Please count the lines in the data below that mention the word "lister", then give only the total.

==*==

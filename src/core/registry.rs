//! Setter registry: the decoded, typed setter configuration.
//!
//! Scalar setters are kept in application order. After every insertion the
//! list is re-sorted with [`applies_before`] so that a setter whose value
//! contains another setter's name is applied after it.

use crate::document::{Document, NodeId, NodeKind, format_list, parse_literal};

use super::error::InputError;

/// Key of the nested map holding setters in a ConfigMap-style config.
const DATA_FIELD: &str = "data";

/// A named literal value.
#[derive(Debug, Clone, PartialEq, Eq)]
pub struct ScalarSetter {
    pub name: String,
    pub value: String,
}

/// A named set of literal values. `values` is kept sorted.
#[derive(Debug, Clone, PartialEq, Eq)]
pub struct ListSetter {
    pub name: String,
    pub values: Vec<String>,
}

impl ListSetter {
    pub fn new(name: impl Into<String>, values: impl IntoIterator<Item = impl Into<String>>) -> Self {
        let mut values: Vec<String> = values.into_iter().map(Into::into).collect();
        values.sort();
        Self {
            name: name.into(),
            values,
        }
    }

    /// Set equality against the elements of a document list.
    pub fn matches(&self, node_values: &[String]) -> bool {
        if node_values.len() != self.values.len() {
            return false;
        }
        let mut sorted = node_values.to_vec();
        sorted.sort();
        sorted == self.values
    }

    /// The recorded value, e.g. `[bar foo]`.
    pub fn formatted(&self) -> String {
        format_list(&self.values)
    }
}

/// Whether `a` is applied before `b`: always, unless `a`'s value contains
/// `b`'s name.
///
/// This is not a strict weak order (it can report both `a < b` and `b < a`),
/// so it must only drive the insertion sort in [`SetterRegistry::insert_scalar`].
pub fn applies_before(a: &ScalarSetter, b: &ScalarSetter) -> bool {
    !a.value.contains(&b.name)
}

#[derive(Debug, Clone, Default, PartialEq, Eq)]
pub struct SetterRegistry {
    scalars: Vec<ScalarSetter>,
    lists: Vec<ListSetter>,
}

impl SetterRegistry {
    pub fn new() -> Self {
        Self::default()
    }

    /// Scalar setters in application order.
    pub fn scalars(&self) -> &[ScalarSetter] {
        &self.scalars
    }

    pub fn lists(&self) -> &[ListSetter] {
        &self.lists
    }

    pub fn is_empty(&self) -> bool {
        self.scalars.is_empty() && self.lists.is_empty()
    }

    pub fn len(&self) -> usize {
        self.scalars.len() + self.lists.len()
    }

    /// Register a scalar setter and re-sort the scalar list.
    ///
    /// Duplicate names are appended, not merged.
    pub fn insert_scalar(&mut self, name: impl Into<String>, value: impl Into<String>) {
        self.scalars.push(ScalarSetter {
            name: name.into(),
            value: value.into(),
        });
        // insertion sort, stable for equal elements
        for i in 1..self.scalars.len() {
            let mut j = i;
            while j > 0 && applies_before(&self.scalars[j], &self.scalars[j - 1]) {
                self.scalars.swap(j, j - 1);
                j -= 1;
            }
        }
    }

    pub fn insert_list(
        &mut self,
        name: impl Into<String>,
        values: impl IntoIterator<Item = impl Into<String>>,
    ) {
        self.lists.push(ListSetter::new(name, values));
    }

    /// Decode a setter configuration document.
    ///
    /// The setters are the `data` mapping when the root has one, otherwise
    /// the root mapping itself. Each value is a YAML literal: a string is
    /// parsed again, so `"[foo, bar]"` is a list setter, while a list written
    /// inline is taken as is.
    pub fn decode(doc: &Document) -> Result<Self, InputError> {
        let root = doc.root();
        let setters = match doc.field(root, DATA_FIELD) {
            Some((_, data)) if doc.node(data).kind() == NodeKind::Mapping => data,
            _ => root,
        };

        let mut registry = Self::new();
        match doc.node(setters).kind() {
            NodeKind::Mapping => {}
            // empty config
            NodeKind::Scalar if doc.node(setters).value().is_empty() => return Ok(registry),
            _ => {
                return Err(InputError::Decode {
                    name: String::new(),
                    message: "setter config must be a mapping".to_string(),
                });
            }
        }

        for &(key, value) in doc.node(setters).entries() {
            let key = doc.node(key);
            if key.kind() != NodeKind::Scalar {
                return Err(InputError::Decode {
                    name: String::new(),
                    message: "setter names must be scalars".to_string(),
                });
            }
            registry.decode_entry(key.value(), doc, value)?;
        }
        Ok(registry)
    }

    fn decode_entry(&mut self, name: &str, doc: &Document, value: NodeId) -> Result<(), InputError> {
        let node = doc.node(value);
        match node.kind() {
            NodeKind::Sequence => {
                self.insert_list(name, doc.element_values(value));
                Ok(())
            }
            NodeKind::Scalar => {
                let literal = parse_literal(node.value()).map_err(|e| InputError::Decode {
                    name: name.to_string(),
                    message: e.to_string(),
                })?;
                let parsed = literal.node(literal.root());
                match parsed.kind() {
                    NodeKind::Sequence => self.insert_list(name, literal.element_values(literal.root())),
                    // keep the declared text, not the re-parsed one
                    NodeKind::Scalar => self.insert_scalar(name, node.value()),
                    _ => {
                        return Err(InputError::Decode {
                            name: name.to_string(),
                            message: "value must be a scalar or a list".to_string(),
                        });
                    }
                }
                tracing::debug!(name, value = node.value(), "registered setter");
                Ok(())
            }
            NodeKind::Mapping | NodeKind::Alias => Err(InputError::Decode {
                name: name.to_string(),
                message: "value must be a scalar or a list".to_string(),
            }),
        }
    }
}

==*==

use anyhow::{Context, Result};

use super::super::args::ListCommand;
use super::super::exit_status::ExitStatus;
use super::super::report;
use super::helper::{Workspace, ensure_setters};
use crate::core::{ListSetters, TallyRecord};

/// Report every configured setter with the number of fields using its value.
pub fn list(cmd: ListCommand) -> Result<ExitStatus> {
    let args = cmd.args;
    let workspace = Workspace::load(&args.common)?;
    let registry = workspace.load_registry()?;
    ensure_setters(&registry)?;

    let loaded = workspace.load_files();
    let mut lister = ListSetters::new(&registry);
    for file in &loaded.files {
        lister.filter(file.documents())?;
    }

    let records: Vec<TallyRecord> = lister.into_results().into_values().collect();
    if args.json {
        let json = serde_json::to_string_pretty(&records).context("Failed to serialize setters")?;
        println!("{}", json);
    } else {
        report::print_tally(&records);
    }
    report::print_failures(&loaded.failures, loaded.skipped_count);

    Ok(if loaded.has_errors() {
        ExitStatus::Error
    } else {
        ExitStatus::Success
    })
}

==*==

The completed task => 3